King County Attorney Dan Satterberg announces his resignation



FILE – King County Attorney Dan Satterberg addresses a press conference Tuesday, March 14, 2017, in Seattle. Satterberg announced on Friday, January 7, 2022 that he would not stand for re-election after four terms this year. (AP Photo / Elaine Thompson, File)


King County Attorney Dan Satterberg announced Friday that he will not run for re-election after four terms this year.

Satterberg has spent his entire career in the office, having started as an intern in 1984 and accepted a full-time position the next year. Then-prosecutor Norm Maleng appointed him chief of staff at the age of 30, and he worked closely with Maleng until his sudden death in 2007 when Satterberg became prosecutor.

In a statement on Friday, he said he wanted to focus this year on addressing the challenges posed by the pandemic, which include around 6,000 criminal offenses. He also said that during the COVID era, he was at home with his wife, a lawyer at Microsoft, realizing where he wanted to be.

“Working in this position has been an extraordinary privilege for me and the PA chosen is the best job I could ever have, but it’s not the only thing I would ever want to do with my life,” said Satterberg.

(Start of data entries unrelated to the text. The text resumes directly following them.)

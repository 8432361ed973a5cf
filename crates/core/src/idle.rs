//! Navigation with a network-idle completion condition.
//!
//! Settling follows the `networkidle2` heuristic: navigation is considered
//! complete once no more than [`IdlePolicy::max_inflight`] requests are
//! outstanding for a full quiet window.

use std::collections::HashSet;
use std::time::Duration;

use chromiumoxide::Page;
use chromiumoxide::cdp::browser_protocol::network::{
    EnableParams, EventLoadingFailed, EventLoadingFinished, EventRequestWillBeSent,
};
use futures::StreamExt;
use tracing::debug;

use crate::error::{Error, Result};

/// Completion condition for [`goto_and_settle`].
#[derive(Debug, Clone)]
pub struct IdlePolicy {
    /// Requests allowed to stay in flight while still counting as idle.
    pub max_inflight: usize,
    /// How long the network must stay at or below `max_inflight`.
    pub quiet_for: Duration,
    /// Upper bound on navigation plus settling.
    pub timeout: Duration,
}

impl Default for IdlePolicy {
    fn default() -> Self {
        Self {
            max_inflight: 2,
            quiet_for: Duration::from_millis(500),
            timeout: Duration::from_secs(30),
        }
    }
}

impl IdlePolicy {
    pub fn with_timeout_ms(ms: u64) -> Self {
        Self {
            timeout: Duration::from_millis(ms),
            ..Self::default()
        }
    }
}

/// In-flight request bookkeeping, keyed by CDP request id.
///
/// The request and completion event streams are buffered independently, so
/// a completion can be drained before the request event for the same id.
/// Settled ids are remembered and a late request event for one is ignored,
/// otherwise the id would stay in flight forever.
#[derive(Debug, Default)]
struct InflightTracker {
    inflight: HashSet<String>,
    settled: HashSet<String>,
}

impl InflightTracker {
    fn on_request(&mut self, id: String) {
        if !self.settled.contains(&id) {
            self.inflight.insert(id);
        }
    }

    fn on_settled(&mut self, id: &str) {
        self.inflight.remove(id);
        self.settled.insert(id.to_owned());
    }

    fn is_quiet(&self, budget: usize) -> bool {
        self.inflight.len() <= budget
    }

    fn len(&self) -> usize {
        self.inflight.len()
    }
}

/// Navigates `page` to `url` and waits for the network to go quiet.
///
/// The event streams are subscribed before the navigation is issued so the
/// initial request burst is counted. The quiet window restarts only when
/// the in-flight count comes back down to the threshold; traffic that stays
/// under it leaves the window running. The whole sequence shares one
/// timeout; expiry is a navigation failure and nothing further is attempted
/// on the page.
pub async fn goto_and_settle(page: &Page, url: &str, policy: &IdlePolicy) -> Result<()> {
    page.execute(EnableParams::default()).await?;

    let mut requests = page.event_listener::<EventRequestWillBeSent>().await?;
    let mut finished = page.event_listener::<EventLoadingFinished>().await?;
    let mut failed = page.event_listener::<EventLoadingFailed>().await?;

    let navigate = async {
        page.goto(url).await.map_err(|source| Error::Navigation {
            url: url.to_string(),
            source,
        })?;
        page.wait_for_navigation()
            .await
            .map_err(|source| Error::Navigation {
                url: url.to_string(),
                source,
            })?;

        let mut tracker = InflightTracker::default();
        let mut was_quiet = true;
        let quiet = tokio::time::sleep(policy.quiet_for);
        tokio::pin!(quiet);
        loop {
            tokio::select! {
                Some(event) = requests.next() => {
                    tracker.on_request(event.request_id.inner().clone());
                }
                Some(event) = finished.next() => tracker.on_settled(event.request_id.inner()),
                Some(event) = failed.next() => tracker.on_settled(event.request_id.inner()),
                _ = &mut quiet, if tracker.is_quiet(policy.max_inflight) => {
                    debug!(target = "crumb", inflight = tracker.len(), "network settled");
                    return Ok(());
                }
                // All streams closed: the page is gone, nothing left to wait on.
                else => return Ok(()),
            }

            // Re-arm the window only when the count crosses back under the
            // threshold; events that keep it under must not reset the timer.
            let now_quiet = tracker.is_quiet(policy.max_inflight);
            if now_quiet && !was_quiet {
                quiet
                    .as_mut()
                    .reset(tokio::time::Instant::now() + policy.quiet_for);
            }
            was_quiet = now_quiet;
        }
    };

    tokio::time::timeout(policy.timeout, navigate)
        .await
        .map_err(|_| Error::IdleTimeout {
            url: url.to_string(),
            ms: policy.timeout.as_millis() as u64,
        })?
}

#[cfg(test)]
mod tests {
    use super::*;

    #[test]
    fn fresh_tracker_is_quiet() {
        let tracker = InflightTracker::default();
        assert!(tracker.is_quiet(0));
        assert!(tracker.is_quiet(2));
    }

    #[test]
    fn requests_above_budget_clear_the_quiet_state() {
        let mut tracker = InflightTracker::default();
        for id in ["a", "b", "c"] {
            tracker.on_request(id.to_string());
        }
        assert!(!tracker.is_quiet(2));

        tracker.on_settled("b");
        assert!(tracker.is_quiet(2));
        assert_eq!(tracker.len(), 2);
    }

    #[test]
    fn duplicate_request_ids_count_once() {
        let mut tracker = InflightTracker::default();
        tracker.on_request("a".to_string());
        tracker.on_request("a".to_string());
        assert_eq!(tracker.len(), 1);

        tracker.on_settled("a");
        assert!(tracker.is_quiet(0));
    }

    #[test]
    fn settling_an_unknown_id_is_harmless() {
        let mut tracker = InflightTracker::default();
        tracker.on_settled("never-seen");
        assert!(tracker.is_quiet(0));
    }

    #[test]
    fn completion_drained_before_request_does_not_strand_the_id() {
        let mut tracker = InflightTracker::default();
        tracker.on_settled("x");
        tracker.on_request("x".to_string());

        assert_eq!(tracker.len(), 0);
        assert!(tracker.is_quiet(0));
    }

    #[test]
    fn default_policy_matches_networkidle2() {
        let policy = IdlePolicy::default();
        assert_eq!(policy.max_inflight, 2);
        assert_eq!(policy.quiet_for, Duration::from_millis(500));
    }

    #[test]
    fn with_timeout_ms_overrides_only_the_cap() {
        let policy = IdlePolicy::with_timeout_ms(1_000);
        assert_eq!(policy.timeout, Duration::from_millis(1_000));
        assert_eq!(policy.max_inflight, IdlePolicy::default().max_inflight);
    }
}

Satterberg, who was a Republican until 2018 when President Donald Trump’s tenure inspired him to leave the party and become a Democrat, was known for taking progressive steps as a prosecutor.

In the days leading up to cannabis legalization in Washington, he made it clear that he was not interested in prosecuting sick medical marijuana patients. He worked on setting up a diversion program that would save low-level narcotics and prostitution cases in court, and tried to re-convict people facing life imprisonment under the state’s three-strike law.

Satterberg also sponsored a diversion program that became the nonprofit Choose 180, which aims to keep young people out of the criminal justice system.

Satterberg’s chief of staff Leesa Manion quickly announced a campaign to replace him. She would be the first woman and first person of color to run the office with more than 575 employees.

As of 1949, there were only four elected prosecutors: Chuck Carroll, who served from 1949 through 1971; Chris Bayley, 1971-79; Maleng, 1979-2007; and Satterberg.